The hefty book contains more than 500 pages of highly detailed information, including physical descriptions and locations, for the myriad bees Sharp documented.
But the book’s best highlights are the hundreds of stunning photographs Sharp captured of the tiny insects.
From bumble bees to leafcutter bees, to bees that mimic wasps, to the more familiar honey and killer bees, Sharp’s masterpiece is awash with vibrant closeups that help illustrate her precise descriptions of the bees’ taxonomy, their behavior and physical characteristics, their favorite flowers and more.

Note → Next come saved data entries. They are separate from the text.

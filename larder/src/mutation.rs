// Copyright 2026 larder Project Authors
//
// Licensed under the Apache License, Version 2.0 (the "License");
// you may not use this file except in compliance with the License.
// You may obtain a copy of the License at
//
//     http://www.apache.org/licenses/LICENSE-2.0
//
// Unless required by applicable law or agreed to in writing, software
// distributed under the License is distributed on an "AS IS" BASIS,
// WITHOUT WARRANTIES OR CONDITIONS OF ANY KIND, either express or implied.
// See the License for the specific language governing permissions and
// limitations under the License.

use std::{future::Future, hash::BuildHasher, sync::Arc};

use ahash::RandomState;
use hashbrown::HashMap;
use larder_cache::{CachedValue, MutationStream, Notifier, QueryKey};
use larder_common::error::{Error, ErrorKind, Result};
use parking_lot::Mutex;
use tokio::sync::oneshot;

use crate::client::QueryClient;

struct MutationRegistration {
    id: u64,
    notifier: Notifier,
}

#[derive(Default)]
struct MutationRegistry {
    entries: HashMap<QueryKey, MutationRegistration>,
    next_id: u64,
}

struct MutationInner<S>
where
    S: BuildHasher + Send + Sync + 'static,
{
    queries: QueryClient<S>,
    registrations: Mutex<MutationRegistry>,
}

/// The mutation engine: one-shot writes with success-time invalidation.
///
/// Unlike queries, mutations are never deduplicated: every call executes
/// its mutation function exactly once. Observation is last-writer-wins per
/// mutation key: a new call under a key detaches the previous call's
/// observer. The superseded operation keeps running, but its result is
/// discarded, including its invalidation step.
///
/// `MutationClient` is a cheaply cloneable handle.
pub struct MutationClient<S = RandomState>
where
    S: BuildHasher + Send + Sync + 'static,
{
    inner: Arc<MutationInner<S>>,
}

impl<S> Clone for MutationClient<S>
where
    S: BuildHasher + Send + Sync + 'static,
{
    fn clone(&self) -> Self {
        Self {
            inner: self.inner.clone(),
        }
    }
}

impl<S> MutationClient<S>
where
    S: BuildHasher + Send + Sync + 'static,
{
    /// Create a mutation client over the given query client.
    pub fn new(queries: QueryClient<S>) -> Self {
        Self {
            inner: Arc::new(MutationInner {
                queries,
                registrations: Mutex::new(MutationRegistry::default()),
            }),
        }
    }

    /// The query client mutations invalidate through.
    pub fn queries(&self) -> &QueryClient<S> {
        &self.inner.queries
    }

    /// Run a mutation.
    ///
    /// The stream yields `Loading`, then the terminal `Success`/`Failure`.
    ///
    /// Must be called within a Tokio runtime.
    pub fn mutate<R, E, F, Fut>(&self, key: &QueryKey, mutation_fn: F) -> MutationStream<R>
    where
        R: Clone + Send + Sync + 'static,
        E: Into<anyhow::Error>,
        F: FnOnce() -> Fut + Send + 'static,
        Fut: Future<Output = std::result::Result<R, E>> + Send + 'static,
    {
        self.mutate_inner(key, Vec::new(), mutation_fn)
    }

    /// Run a mutation that takes a single input value.
    pub fn mutate_with<I, R, E, F, Fut>(&self, key: &QueryKey, input: I, mutation_fn: F) -> MutationStream<R>
    where
        I: Send + 'static,
        R: Clone + Send + Sync + 'static,
        E: Into<anyhow::Error>,
        F: FnOnce(I) -> Fut + Send + 'static,
        Fut: Future<Output = std::result::Result<R, E>> + Send + 'static,
    {
        self.mutate_inner(key, Vec::new(), move || mutation_fn(input))
    }

    /// Run a mutation and, on success, invalidate the given query keys
    /// (exact or pattern) before the success result is delivered, so a
    /// query re-run from a success handler sees already-invalidated state.
    pub fn mutate_and_invalidate<R, E, F, Fut>(
        &self,
        key: &QueryKey,
        mutation_fn: F,
        invalidate_keys: Vec<QueryKey>,
    ) -> MutationStream<R>
    where
        R: Clone + Send + Sync + 'static,
        E: Into<anyhow::Error>,
        F: FnOnce() -> Fut + Send + 'static,
        Fut: Future<Output = std::result::Result<R, E>> + Send + 'static,
    {
        self.mutate_inner(key, invalidate_keys, mutation_fn)
    }

    /// Detach the observer of the mutation pending under a key, if any.
    ///
    /// The in-flight operation is not aborted; its result is discarded.
    pub fn cancel(&self, key: &QueryKey) -> bool {
        self.inner.registrations.lock().entries.remove(key).is_some()
    }

    /// Detach the observers of all pending mutations.
    pub fn cancel_all(&self) {
        self.inner.registrations.lock().entries.clear();
    }

    fn mutate_inner<R, E, F, Fut>(&self, key: &QueryKey, invalidate_keys: Vec<QueryKey>, mutation_fn: F) -> MutationStream<R>
    where
        R: Clone + Send + Sync + 'static,
        E: Into<anyhow::Error>,
        F: FnOnce() -> Fut + Send + 'static,
        Fut: Future<Output = std::result::Result<R, E>> + Send + 'static,
    {
        let (tx, rx) = oneshot::channel();

        let id = {
            let mut registry = self.inner.registrations.lock();
            registry.next_id += 1;
            let id = registry.next_id;
            // Last-writer-wins: replacing a previous registration drops its
            // notifier and closes that observer's stream.
            registry
                .entries
                .insert(key.clone(), MutationRegistration { id, notifier: tx });
            id
        };

        let this = self.clone();
        let key = key.clone();
        tokio::spawn(async move {
            let outcome = match mutation_fn().await {
                Ok(value) => Ok(CachedValue::new(value)),
                Err(e) => Err(Error::new(ErrorKind::MutationFailed, "mutation function failed")
                    .with_context("key", key.canonical())
                    .with_source(e)),
            };
            this.complete(key, id, invalidate_keys, outcome);
        });

        MutationStream::pending(rx)
    }

    fn complete(&self, key: QueryKey, id: u64, invalidate_keys: Vec<QueryKey>, outcome: Result<CachedValue>) {
        let registration = {
            let mut registry = self.inner.registrations.lock();
            if registry.entries.get(&key).is_some_and(|registration| registration.id == id) {
                registry.entries.remove(&key)
            } else {
                None
            }
        };

        let Some(registration) = registration else {
            tracing::debug!(key = %key, "mutation superseded or cancelled, result discarded");
            return;
        };

        if outcome.is_ok() {
            for invalidate_key in invalidate_keys.iter() {
                self.inner.queries.invalidate(invalidate_key);
            }
        }
        let _ = registration.notifier.send(outcome);
    }
}
// Copyright 2026 larder Project Authors
//
// Licensed under the Apache License, Version 2.0 (the "License");
// you may not use this file except in compliance with the License.
// You may obtain a copy of the License at
//
//     http://www.apache.org/licenses/LICENSE-2.0
//
// Unless required by applicable law or agreed to in writing, software
// distributed under the License is distributed on an "AS IS" BASIS,
// WITHOUT WARRANTIES OR CONDITIONS OF ANY KIND, either express or implied.
// See the License for the specific language governing permissions and
// limitations under the License.

/// Event identifier.
#[derive(Debug, Clone, Copy, PartialEq, Eq)]
pub enum Event {
    /// Cache eviction on insertion.
    Evict,
    /// Cache expiry, the entry sat unused past its cache time.
    Expire,
    /// Cache replacement on insertion.
    Replace,
    /// Cache remove.
    Remove,
    /// Cache clear.
    Clear,
}

/// Trait for the customized event listener.
///
/// Callbacks are invoked outside the store's lock critical sections.
pub trait EventListener: Send + Sync + 'static {
    /// Associated key type.
    type Key;
    /// Associated value type.
    type Value;

    /// Called when a cache entry leaves the cache store with the reason.
    #[expect(unused_variables)]
    fn on_leave(&self, reason: Event, key: &Self::Key, value: &Self::Value) {}
}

There are photos of bees napping in squash flowers, bee butts poking out the top of tasty cactus blossoms, hairy bee legs laden with pollen, and numerous extreme closeups of bees with their colorful and multifaceted eyes staring straight into the camera.
At the end of the book, Sharp has included two extensive indexes that allow the reader to find the precise locations where specific bee species or plant species can be found.
Sharp’s journey began in 2018 with a trip to the National Butterfly Center in Mission.
She, along with fellow bee documentarian, Ross Eatman — to whom Sharp’s book is dedicated — came to the butterfly center in September 2018 to conduct a bee survey, according to Sharp and Eatman’s website, wildbeestexas.com.
Their, the pair encountered a red-legged leafcutter bee “unlike anything they had seen before,” the website states.
That bee piqued Sharp’s curiosity, prompting her to make return trips to numerous parts of the Valley over the next five years.
Sharp’s rigorous documentation of the Valley’s bees has even led to the discovery or reclassification of entirely new species, such as the Griswold’s carpenter bee.
The fuzzy little black bee, with wings that can flash with a “purple-to-magenta iridescence,” is described and shown in full color on page 197 of the book.
Other bees that are singular to the Valley include the Aztec sweat bee, a tiny insect whose carapace sports the most vibrant metallic blue-green coloring.
“A. azteca appears in all three border counties of the Valley from June through November,” Sharp writes of the Aztec sweat bee on page 297.
Sharp’s book on bees is as broad in detail as it is beautiful, and it sheds renewed light on the biodiversity that’s on display in the Valley’s proverbial backyard.